**** EXCERPTED RECORDS

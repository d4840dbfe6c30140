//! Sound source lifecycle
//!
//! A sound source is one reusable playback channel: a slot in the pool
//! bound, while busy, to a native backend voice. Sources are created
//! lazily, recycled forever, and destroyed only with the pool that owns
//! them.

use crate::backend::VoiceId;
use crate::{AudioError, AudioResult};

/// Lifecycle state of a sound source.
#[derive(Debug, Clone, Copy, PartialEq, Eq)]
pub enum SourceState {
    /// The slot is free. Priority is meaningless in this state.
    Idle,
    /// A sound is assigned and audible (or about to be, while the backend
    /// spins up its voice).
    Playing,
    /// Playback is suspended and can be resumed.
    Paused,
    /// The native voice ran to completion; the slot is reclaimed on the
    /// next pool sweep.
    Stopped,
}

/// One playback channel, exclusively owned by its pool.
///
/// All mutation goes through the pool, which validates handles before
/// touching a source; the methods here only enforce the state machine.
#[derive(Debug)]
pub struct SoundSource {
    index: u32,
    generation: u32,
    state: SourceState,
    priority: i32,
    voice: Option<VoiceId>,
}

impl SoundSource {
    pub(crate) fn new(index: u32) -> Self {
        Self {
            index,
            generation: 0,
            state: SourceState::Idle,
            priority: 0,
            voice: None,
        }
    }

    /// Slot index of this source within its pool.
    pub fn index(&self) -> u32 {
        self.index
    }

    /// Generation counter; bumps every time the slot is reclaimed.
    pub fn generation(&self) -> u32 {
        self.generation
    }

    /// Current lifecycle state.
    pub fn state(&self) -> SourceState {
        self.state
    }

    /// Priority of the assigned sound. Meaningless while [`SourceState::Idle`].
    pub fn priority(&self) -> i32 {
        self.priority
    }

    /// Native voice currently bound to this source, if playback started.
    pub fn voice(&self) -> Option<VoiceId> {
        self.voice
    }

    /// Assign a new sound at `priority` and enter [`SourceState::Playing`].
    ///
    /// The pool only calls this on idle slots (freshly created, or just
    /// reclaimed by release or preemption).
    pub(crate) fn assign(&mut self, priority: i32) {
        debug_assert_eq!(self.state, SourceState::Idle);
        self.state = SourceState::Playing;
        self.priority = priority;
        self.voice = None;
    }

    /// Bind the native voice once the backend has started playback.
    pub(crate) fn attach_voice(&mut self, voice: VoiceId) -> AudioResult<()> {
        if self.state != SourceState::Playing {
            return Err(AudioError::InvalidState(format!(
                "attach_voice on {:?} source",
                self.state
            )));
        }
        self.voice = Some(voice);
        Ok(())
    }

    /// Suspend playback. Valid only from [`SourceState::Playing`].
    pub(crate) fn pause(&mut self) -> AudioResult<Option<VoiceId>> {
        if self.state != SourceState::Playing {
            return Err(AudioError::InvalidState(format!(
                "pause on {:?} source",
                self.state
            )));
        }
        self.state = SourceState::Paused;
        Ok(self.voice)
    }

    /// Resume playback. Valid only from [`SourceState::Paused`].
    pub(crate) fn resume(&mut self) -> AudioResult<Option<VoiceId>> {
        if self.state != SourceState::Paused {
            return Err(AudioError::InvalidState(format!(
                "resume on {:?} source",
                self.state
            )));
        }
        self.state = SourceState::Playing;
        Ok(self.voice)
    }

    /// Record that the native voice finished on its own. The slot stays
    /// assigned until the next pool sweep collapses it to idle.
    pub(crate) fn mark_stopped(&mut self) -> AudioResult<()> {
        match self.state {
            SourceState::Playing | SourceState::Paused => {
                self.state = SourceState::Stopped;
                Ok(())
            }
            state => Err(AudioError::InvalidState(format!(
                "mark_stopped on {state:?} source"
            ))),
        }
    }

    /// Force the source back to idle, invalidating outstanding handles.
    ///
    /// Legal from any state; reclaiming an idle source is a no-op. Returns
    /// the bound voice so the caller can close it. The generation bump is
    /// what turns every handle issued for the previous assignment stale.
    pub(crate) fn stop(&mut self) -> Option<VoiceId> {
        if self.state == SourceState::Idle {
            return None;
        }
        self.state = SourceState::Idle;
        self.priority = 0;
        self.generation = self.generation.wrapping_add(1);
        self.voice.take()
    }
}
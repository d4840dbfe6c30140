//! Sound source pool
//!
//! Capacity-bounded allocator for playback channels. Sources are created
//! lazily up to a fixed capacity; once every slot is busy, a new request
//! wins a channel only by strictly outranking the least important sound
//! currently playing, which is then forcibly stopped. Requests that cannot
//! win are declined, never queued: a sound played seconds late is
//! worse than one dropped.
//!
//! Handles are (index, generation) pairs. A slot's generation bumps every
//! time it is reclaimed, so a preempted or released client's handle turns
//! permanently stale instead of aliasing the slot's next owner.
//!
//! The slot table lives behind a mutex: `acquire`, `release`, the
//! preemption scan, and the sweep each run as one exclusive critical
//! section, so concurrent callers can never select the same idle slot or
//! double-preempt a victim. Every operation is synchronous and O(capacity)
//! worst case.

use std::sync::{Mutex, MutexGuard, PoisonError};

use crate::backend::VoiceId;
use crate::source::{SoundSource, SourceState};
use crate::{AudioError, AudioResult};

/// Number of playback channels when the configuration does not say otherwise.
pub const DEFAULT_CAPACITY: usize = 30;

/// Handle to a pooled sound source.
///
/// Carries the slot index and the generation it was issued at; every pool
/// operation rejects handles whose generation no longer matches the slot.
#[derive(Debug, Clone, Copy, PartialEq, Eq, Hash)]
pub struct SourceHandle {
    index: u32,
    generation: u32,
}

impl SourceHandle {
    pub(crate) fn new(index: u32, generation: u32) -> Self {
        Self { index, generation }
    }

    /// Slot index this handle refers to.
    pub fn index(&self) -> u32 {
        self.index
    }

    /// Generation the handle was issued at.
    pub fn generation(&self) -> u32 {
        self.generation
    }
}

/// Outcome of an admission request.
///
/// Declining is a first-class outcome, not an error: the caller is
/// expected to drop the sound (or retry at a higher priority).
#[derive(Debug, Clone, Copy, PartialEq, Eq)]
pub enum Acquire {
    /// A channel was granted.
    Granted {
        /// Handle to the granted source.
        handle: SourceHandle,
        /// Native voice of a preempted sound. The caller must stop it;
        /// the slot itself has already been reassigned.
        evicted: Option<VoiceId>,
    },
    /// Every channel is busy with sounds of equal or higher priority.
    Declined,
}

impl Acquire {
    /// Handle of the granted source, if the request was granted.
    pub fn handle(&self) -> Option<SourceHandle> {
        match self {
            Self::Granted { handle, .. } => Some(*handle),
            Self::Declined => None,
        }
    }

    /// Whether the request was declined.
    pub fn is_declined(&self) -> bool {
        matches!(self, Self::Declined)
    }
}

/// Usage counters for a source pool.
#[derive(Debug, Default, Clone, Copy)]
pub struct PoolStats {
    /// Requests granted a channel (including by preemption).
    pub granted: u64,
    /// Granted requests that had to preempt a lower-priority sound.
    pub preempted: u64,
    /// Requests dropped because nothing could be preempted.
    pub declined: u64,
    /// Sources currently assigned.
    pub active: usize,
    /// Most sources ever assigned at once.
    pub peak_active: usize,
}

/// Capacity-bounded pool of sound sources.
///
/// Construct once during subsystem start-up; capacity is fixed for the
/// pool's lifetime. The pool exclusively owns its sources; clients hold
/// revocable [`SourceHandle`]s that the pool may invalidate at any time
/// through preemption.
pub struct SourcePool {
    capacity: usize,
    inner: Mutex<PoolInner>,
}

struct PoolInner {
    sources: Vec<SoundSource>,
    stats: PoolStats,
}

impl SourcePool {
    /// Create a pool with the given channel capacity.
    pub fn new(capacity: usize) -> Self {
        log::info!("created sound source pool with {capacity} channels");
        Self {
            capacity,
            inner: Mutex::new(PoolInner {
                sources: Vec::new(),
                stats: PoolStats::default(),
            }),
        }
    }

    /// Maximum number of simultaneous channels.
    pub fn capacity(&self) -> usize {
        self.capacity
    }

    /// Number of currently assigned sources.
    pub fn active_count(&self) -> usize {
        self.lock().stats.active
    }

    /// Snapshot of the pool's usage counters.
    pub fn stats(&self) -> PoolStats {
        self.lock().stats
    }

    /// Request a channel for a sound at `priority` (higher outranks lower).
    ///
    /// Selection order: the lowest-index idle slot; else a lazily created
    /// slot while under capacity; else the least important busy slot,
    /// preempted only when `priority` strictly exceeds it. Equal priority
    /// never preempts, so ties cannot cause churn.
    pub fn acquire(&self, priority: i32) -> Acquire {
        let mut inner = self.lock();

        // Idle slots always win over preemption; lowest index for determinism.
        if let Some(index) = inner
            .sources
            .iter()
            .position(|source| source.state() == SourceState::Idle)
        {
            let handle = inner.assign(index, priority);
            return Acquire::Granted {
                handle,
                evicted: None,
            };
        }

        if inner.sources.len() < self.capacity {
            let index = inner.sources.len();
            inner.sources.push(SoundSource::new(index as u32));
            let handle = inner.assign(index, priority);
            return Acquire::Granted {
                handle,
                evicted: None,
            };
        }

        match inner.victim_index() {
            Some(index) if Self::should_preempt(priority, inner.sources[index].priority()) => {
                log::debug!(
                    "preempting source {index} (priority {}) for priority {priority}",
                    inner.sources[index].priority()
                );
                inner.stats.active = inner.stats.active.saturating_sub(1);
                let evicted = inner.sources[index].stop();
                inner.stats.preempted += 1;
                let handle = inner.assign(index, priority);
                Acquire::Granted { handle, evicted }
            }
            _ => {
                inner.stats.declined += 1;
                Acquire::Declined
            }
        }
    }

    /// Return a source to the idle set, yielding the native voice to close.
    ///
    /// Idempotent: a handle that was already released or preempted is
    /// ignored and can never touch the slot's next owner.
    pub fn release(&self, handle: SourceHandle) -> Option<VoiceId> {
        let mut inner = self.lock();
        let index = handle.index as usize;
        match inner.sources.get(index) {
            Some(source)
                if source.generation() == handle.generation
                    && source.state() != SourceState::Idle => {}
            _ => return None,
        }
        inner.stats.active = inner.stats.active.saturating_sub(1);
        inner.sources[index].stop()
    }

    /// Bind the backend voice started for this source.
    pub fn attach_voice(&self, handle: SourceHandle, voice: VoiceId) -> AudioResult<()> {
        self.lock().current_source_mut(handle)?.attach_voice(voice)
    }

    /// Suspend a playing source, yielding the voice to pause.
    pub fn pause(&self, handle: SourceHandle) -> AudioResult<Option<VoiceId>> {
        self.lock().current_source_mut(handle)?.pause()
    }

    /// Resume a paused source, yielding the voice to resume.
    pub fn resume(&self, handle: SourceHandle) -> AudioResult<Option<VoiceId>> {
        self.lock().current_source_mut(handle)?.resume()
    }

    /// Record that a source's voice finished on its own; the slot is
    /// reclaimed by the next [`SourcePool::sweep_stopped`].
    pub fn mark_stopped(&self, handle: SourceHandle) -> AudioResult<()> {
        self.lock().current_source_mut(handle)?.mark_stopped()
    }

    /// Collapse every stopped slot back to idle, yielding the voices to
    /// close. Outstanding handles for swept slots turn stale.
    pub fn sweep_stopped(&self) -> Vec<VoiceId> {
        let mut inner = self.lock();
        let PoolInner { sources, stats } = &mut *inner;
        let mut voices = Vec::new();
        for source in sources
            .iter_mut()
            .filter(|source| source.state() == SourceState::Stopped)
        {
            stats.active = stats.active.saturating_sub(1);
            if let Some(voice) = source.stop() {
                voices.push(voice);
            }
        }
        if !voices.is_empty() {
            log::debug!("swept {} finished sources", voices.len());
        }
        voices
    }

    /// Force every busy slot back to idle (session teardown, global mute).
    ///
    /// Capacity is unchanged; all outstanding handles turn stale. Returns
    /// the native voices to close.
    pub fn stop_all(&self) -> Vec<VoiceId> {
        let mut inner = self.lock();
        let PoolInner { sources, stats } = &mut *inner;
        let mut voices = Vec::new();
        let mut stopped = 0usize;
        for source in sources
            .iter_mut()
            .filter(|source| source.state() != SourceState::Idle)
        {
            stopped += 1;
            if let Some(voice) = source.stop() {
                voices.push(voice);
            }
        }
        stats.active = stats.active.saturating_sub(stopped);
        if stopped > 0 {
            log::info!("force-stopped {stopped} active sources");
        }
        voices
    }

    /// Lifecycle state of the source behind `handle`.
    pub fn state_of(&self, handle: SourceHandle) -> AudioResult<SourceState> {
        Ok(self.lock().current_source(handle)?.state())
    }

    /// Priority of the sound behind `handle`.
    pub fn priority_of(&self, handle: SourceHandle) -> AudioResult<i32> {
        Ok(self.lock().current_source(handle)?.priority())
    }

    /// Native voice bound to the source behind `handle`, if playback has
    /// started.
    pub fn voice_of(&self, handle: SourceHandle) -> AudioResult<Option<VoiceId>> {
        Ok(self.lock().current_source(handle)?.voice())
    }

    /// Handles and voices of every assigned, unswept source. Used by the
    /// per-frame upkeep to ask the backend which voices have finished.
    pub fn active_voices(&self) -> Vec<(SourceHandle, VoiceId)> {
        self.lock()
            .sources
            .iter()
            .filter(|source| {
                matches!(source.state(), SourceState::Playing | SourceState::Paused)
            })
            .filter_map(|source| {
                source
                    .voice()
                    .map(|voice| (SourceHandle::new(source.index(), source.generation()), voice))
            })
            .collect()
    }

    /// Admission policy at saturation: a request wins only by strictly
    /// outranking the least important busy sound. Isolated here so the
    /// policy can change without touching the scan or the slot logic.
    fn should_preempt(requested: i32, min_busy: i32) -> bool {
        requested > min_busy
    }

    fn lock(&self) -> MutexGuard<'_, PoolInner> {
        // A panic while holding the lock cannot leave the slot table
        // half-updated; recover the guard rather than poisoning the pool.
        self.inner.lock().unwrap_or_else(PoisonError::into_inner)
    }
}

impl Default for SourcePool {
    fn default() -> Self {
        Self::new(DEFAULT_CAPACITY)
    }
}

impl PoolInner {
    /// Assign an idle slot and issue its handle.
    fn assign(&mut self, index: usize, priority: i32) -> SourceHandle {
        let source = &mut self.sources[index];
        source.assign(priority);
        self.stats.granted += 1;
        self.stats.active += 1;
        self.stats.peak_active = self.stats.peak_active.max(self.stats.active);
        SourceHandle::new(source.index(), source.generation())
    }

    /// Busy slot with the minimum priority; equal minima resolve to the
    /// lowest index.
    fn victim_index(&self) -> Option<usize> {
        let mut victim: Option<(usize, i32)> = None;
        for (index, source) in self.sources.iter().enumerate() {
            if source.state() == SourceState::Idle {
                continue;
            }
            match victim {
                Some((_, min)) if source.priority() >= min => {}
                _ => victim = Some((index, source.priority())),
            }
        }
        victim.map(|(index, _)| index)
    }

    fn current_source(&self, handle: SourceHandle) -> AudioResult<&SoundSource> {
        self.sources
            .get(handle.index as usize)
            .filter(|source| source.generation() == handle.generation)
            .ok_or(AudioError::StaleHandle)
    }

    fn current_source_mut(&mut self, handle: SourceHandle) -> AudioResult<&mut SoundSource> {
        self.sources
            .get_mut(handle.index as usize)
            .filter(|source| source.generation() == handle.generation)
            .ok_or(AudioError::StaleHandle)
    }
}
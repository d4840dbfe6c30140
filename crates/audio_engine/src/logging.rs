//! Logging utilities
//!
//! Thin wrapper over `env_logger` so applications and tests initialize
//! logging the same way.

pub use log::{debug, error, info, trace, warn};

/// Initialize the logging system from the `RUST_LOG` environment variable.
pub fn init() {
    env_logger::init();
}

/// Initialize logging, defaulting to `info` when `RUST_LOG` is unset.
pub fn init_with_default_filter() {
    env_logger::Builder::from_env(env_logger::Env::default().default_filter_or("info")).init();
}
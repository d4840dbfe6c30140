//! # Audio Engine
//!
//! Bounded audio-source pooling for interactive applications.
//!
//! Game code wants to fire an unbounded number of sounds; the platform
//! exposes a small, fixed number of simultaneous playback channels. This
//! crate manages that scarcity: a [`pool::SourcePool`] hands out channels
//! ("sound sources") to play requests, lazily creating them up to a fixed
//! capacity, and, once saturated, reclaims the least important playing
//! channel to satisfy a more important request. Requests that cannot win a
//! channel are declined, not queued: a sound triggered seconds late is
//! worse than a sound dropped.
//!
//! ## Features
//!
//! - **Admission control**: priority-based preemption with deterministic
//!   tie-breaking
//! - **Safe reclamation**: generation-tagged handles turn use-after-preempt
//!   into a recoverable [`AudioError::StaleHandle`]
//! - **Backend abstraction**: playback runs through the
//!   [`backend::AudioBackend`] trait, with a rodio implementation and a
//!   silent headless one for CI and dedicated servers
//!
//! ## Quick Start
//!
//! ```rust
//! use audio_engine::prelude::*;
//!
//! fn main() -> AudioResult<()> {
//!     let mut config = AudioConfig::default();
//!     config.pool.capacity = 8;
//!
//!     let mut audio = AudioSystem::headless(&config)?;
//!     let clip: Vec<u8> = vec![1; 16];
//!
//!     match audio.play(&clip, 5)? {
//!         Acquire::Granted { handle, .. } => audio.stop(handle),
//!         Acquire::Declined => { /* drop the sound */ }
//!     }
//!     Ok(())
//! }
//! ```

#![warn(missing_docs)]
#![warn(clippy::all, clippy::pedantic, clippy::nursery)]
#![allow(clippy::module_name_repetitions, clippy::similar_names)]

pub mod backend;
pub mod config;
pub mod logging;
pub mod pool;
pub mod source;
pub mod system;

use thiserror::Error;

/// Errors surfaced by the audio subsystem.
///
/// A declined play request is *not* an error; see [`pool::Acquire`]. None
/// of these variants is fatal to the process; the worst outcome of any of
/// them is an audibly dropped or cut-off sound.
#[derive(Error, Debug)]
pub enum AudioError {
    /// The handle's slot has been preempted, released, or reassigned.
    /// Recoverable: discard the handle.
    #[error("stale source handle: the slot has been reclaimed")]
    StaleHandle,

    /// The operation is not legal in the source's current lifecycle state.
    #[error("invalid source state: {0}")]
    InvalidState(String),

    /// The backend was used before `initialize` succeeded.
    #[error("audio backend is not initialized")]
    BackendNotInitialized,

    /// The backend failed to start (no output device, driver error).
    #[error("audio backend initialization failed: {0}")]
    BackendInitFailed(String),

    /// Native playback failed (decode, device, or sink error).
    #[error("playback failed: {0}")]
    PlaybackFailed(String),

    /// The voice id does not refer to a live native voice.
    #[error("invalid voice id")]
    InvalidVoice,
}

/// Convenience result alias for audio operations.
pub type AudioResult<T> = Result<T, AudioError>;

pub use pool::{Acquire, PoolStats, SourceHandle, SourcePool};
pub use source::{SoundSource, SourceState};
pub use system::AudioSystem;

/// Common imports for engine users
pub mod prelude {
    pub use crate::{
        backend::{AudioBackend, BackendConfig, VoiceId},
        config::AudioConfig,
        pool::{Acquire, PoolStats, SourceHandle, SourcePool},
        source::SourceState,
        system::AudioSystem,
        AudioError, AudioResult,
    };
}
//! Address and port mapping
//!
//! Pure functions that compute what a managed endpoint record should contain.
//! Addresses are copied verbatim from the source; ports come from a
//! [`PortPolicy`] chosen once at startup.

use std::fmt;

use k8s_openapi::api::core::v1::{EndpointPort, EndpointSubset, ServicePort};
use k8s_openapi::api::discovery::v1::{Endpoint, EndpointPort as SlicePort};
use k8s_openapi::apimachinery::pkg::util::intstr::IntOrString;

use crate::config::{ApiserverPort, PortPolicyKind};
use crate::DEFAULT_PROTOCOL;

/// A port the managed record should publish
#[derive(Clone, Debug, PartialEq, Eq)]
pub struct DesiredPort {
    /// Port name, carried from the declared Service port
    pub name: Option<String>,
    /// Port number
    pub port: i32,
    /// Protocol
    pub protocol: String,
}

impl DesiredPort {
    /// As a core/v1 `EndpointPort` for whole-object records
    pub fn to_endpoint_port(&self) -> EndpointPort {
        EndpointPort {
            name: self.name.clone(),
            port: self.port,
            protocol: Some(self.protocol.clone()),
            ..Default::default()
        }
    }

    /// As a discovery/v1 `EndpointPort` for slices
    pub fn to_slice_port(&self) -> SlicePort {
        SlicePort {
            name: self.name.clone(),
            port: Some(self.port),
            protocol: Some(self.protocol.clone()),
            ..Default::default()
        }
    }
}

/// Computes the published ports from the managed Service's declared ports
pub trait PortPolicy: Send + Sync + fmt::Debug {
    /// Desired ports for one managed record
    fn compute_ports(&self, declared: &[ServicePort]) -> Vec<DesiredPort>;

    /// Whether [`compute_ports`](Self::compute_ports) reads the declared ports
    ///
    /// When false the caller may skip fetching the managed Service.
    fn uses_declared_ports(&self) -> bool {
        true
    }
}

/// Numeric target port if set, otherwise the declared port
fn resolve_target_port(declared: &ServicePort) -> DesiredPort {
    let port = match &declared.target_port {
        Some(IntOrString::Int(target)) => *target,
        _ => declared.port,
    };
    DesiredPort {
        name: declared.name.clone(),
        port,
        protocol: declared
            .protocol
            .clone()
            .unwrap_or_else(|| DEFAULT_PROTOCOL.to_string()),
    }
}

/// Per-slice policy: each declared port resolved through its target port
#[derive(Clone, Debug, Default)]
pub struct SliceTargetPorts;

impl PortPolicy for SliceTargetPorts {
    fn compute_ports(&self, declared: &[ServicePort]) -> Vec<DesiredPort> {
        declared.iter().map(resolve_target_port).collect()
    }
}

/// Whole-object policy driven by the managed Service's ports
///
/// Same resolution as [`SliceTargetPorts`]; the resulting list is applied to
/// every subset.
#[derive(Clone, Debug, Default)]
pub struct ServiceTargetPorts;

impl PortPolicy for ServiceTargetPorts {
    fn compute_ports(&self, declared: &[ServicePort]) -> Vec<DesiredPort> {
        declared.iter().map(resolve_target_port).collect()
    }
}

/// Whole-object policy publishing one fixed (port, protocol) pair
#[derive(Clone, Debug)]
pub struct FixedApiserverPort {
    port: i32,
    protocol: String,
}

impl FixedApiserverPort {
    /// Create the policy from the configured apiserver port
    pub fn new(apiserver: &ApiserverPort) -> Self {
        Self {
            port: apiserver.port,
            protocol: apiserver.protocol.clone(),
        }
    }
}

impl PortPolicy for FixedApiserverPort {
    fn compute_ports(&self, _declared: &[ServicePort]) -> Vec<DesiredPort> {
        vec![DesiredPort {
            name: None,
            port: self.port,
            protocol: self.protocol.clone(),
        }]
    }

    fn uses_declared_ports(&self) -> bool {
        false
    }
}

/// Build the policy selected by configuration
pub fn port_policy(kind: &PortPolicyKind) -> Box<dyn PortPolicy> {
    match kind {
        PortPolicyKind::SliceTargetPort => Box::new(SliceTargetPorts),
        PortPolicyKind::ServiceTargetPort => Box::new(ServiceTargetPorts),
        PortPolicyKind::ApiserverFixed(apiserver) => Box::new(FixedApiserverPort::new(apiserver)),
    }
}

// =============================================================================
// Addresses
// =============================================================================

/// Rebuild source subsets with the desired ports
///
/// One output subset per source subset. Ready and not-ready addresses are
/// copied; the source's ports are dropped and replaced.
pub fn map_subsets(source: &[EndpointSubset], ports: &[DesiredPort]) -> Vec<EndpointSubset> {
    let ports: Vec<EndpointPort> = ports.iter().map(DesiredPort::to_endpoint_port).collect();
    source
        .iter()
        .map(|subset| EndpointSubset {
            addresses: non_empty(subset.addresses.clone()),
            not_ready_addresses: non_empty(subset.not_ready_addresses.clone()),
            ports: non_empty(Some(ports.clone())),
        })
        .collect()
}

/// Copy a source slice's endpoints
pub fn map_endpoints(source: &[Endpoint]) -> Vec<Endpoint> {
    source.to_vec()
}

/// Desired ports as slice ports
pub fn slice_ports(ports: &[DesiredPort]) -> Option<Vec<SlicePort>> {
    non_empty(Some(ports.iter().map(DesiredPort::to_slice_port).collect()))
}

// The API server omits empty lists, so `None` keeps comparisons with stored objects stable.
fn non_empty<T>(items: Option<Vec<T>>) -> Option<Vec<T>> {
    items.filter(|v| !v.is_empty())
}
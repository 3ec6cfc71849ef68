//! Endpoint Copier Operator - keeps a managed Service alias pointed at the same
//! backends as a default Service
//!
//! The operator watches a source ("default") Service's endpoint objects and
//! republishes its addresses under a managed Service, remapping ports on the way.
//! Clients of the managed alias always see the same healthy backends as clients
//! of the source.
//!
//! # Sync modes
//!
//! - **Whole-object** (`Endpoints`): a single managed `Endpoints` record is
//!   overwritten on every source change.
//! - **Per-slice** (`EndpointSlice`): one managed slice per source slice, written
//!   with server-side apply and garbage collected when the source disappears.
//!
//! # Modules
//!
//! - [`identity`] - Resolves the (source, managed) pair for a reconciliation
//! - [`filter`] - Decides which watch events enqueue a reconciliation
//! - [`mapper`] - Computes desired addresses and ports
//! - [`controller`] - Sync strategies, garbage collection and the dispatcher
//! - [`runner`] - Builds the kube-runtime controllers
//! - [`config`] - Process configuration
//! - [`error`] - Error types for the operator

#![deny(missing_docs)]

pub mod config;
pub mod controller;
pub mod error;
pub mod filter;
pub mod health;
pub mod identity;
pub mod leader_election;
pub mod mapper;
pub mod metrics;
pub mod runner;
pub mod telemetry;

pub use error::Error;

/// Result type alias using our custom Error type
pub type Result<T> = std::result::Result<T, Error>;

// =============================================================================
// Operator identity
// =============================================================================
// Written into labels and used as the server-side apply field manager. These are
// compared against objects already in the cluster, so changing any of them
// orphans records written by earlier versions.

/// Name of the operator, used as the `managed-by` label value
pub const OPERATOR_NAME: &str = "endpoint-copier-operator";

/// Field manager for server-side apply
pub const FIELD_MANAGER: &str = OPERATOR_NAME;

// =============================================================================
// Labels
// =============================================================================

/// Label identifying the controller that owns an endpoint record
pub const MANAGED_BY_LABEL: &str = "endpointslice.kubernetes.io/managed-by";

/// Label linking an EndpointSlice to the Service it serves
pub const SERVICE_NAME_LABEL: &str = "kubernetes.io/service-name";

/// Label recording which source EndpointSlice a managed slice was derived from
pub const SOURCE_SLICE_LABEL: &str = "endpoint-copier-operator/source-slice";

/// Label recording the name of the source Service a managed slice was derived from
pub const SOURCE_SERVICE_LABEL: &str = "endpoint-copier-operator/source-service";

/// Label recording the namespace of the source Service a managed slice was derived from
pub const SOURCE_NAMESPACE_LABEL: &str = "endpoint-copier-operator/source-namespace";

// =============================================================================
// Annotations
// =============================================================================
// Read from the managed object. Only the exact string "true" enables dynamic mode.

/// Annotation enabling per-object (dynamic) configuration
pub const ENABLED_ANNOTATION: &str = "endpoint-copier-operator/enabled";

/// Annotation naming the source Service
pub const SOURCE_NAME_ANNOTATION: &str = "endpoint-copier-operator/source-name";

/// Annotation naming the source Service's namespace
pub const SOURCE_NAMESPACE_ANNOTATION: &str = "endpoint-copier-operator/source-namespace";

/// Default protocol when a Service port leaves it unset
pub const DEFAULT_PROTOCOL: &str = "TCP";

********

WORK TO COMPLETE —
Looking at the entries above, work out how many lines include the word "slots" and reply with that number alone.

TASK ANSWER —
3